** Problem requirements **
The entries shown next need to be written again word for word.

----- Excerpted records -----

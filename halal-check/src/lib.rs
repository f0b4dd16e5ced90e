pub mod chat_history;
pub mod config;
pub mod error;
pub mod mock;
pub mod models;
pub mod orchestrator;
pub mod remote;
pub mod report;
pub mod session;
pub mod storage;
pub mod transport;

// Re-export commonly used types
pub use chat_history::{ChatHistory, MAX_CHAT_HISTORY};
pub use config::{CheckerConfig, Endpoints, PollPolicy};
pub use error::{CheckerError, Result};
pub use mock::MockProvider;
pub use models::{ChatMessage, IngredientQuery, IngredientResult, IngredientStatus};
pub use orchestrator::{CHAT_APOLOGY, ChatReply, CheckOutcome, Orchestrator, ResultSource};
pub use remote::{
    ChatClient, ChatExchange, ClassificationClient, Exchange, IngredientCheck, PollRequest,
    PollStatus, RemoteClient,
};
pub use report::{CertificationState, ExpiryAlert, ResultStats, export_csv, export_file_name};
pub use session::{AppStatus, ChatSession};
pub use storage::{FileStore, InMemoryStore, KeyValueStore, storage_keys};
pub use transport::{HttpTransport, Transport};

-----

** Solved problem **
filename halal-check/src/lib.rs
repository f0b4dd16e5ced90e
pub mod chat_history;
pub mod config;
pub mod error;
pub mod mock;
pub mod models;
pub mod orchestrator;
pub mod remote;
pub mod report;
pub mod session;
pub mod storage;
pub mod transport;

// Re-export commonly used types
pub use chat_history::{ChatHistory, MAX_CHAT_HISTORY};
pub use config::{CheckerConfig, Endpoints, PollPolicy};
pub use error::{CheckerError, Result};
pub use mock::MockProvider;
pub use models::{ChatMessage, IngredientQuery, IngredientResult, IngredientStatus};
pub use orchestrator::{CHAT_APOLOGY, ChatReply, CheckOutcome, Orchestrator, ResultSource};
pub use remote::{
    ChatClient, ChatExchange, ClassificationClient, Exchange, IngredientCheck, PollRequest,
    PollStatus, RemoteClient,
};
pub use report::{CertificationState, ExpiryAlert, ResultStats, export_csv, export_file_name};
pub use session::{AppStatus, ChatSession};
pub use storage::{FileStore, InMemoryStore, KeyValueStore, storage_keys};
pub use transport::{HttpTransport, Transport};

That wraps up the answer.